**Your instructions**
Word for word, copy out the records given below.

**Data**
++++++++++++++++++++
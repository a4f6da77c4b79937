use axum::{
    middleware::{from_fn, from_fn_with_state},
    routing::get,
    Router,
};
use shared_types::{
    AppError, AppErrorKind, ClaimInfo, CurrentUser, FeatureFlags, WeatherForecastResponse,
};
use std::path::Path;
use tower_http::{
    request_id::{MakeRequestUuid, PropagateRequestIdLayer, SetRequestIdLayer},
    services::{ServeDir, ServeFile},
    trace::TraceLayer,
};
use utoipa::OpenApi;
use utoipa_swagger_ui::SwaggerUi;

use crate::auth::{login, middleware::session_middleware};
use crate::db::AppState;
use crate::health::{self, HealthResponse, Reachability, RoleStoreHealth};
use crate::request_context::request_context;
use crate::rest;
use crate::telemetry::OtelTraceLayer;

/// OpenAPI documentation for the API.
#[derive(OpenApi)]
#[openapi(
    paths(
        rest::me,
        rest::list_forecasts,
        health::health_check,
    ),
    components(schemas(
        CurrentUser,
        ClaimInfo,
        WeatherForecastResponse,
        AppError,
        AppErrorKind,
        HealthResponse,
        RoleStoreHealth,
        Reachability,
    )),
    tags(
        (name = "user", description = "Signed-in user profile"),
        (name = "weather", description = "Sample weather forecasts"),
        (name = "health", description = "Database and role-store reachability")
    ),
    info(
        title = "Weatherdesk API",
        description = "Session-authenticated sample API",
        version = "1.0.0"
    )
)]
pub struct ApiDoc;

/// Build the full application router.
///
/// Request path, outermost first: request id, HTTP trace, session
/// validation and claims refresh, OpenTelemetry span, request-context span,
/// handler. `/health`, API docs and static files bypass the session layer.
pub fn app_router(state: AppState, flags: &FeatureFlags, static_dir: Option<&Path>) -> Router {
    let session_routes = Router::new()
        .merge(rest::api_router())
        .route("/login", get(login::login))
        .route("/signin-oidc", get(login::signin_callback))
        .route("/logout", get(login::logout).post(login::logout))
        .layer(from_fn(request_context))
        .layer(OtelTraceLayer)
        .layer(from_fn_with_state(state.clone(), session_middleware));

    let mut router = Router::new()
        .merge(session_routes)
        .route("/health", get(health::health_check))
        .with_state(state);

    if flags.api_docs {
        router = router
            .merge(SwaggerUi::new("/swagger").url("/api-docs/openapi.json", ApiDoc::openapi()));
    }

    if let Some(dir) = static_dir {
        let spa = ServeDir::new(dir).fallback(ServeFile::new(dir.join("index.html")));
        router = router.fallback_service(spa);
    }

    router
        .layer(TraceLayer::new_for_http())
        .layer(PropagateRequestIdLayer::x_request_id())
        .layer(SetRequestIdLayer::x_request_id(MakeRequestUuid))
}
++++++++++++++++++++
**Reply**
repository a4f6da77c4b79937
use axum::{
    middleware::{from_fn, from_fn_with_state},
    routing::get,
    Router,
};
use shared_types::{
    AppError, AppErrorKind, ClaimInfo, CurrentUser, FeatureFlags, WeatherForecastResponse,
};
use std::path::Path;
use tower_http::{
    request_id::{MakeRequestUuid, PropagateRequestIdLayer, SetRequestIdLayer},
    services::{ServeDir, ServeFile},
    trace::TraceLayer,
};
use utoipa::OpenApi;
use utoipa_swagger_ui::SwaggerUi;

use crate::auth::{login, middleware::session_middleware};
use crate::db::AppState;
use crate::health::{self, HealthResponse, Reachability, RoleStoreHealth};
use crate::request_context::request_context;
use crate::rest;
use crate::telemetry::OtelTraceLayer;

/// OpenAPI documentation for the API.
#[derive(OpenApi)]
#[openapi(
    paths(
        rest::me,
        rest::list_forecasts,
        health::health_check,
    ),
    components(schemas(
        CurrentUser,
        ClaimInfo,
        WeatherForecastResponse,
        AppError,
        AppErrorKind,
        HealthResponse,
        RoleStoreHealth,
        Reachability,
    )),
    tags(
        (name = "user", description = "Signed-in user profile"),
        (name = "weather", description = "Sample weather forecasts"),
        (name = "health", description = "Database and role-store reachability")
    ),
    info(
        title = "Weatherdesk API",
        description = "Session-authenticated sample API",
        version = "1.0.0"
    )
)]
pub struct ApiDoc;

/// Build the full application router.
///
/// Request path, outermost first: request id, HTTP trace, session
/// validation and claims refresh, OpenTelemetry span, request-context span,
/// handler. `/health`, API docs and static files bypass the session layer.
pub fn app_router(state: AppState, flags: &FeatureFlags, static_dir: Option<&Path>) -> Router {
    let session_routes = Router::new()
        .merge(rest::api_router())
        .route("/login", get(login::login))
        .route("/signin-oidc", get(login::signin_callback))
        .route("/logout", get(login::logout).post(login::logout))
        .layer(from_fn(request_context))
        .layer(OtelTraceLayer)
        .layer(from_fn_with_state(state.clone(), session_middleware));

    let mut router = Router::new()
        .merge(session_routes)
        .route("/health", get(health::health_check))
        .with_state(state);

    if flags.api_docs {
        router = router
            .merge(SwaggerUi::new("/swagger").url("/api-docs/openapi.json", ApiDoc::openapi()));
    }

    if let Some(dir) = static_dir {
        let spa = ServeDir::new(dir).fallback(ServeFile::new(dir.join("index.html")));
        router = router.fallback_service(spa);
    }

    router
        .layer(TraceLayer::new_for_http())
        .layer(PropagateRequestIdLayer::x_request_id())
        .layer(SetRequestIdLayer::x_request_id(MakeRequestUuid))
}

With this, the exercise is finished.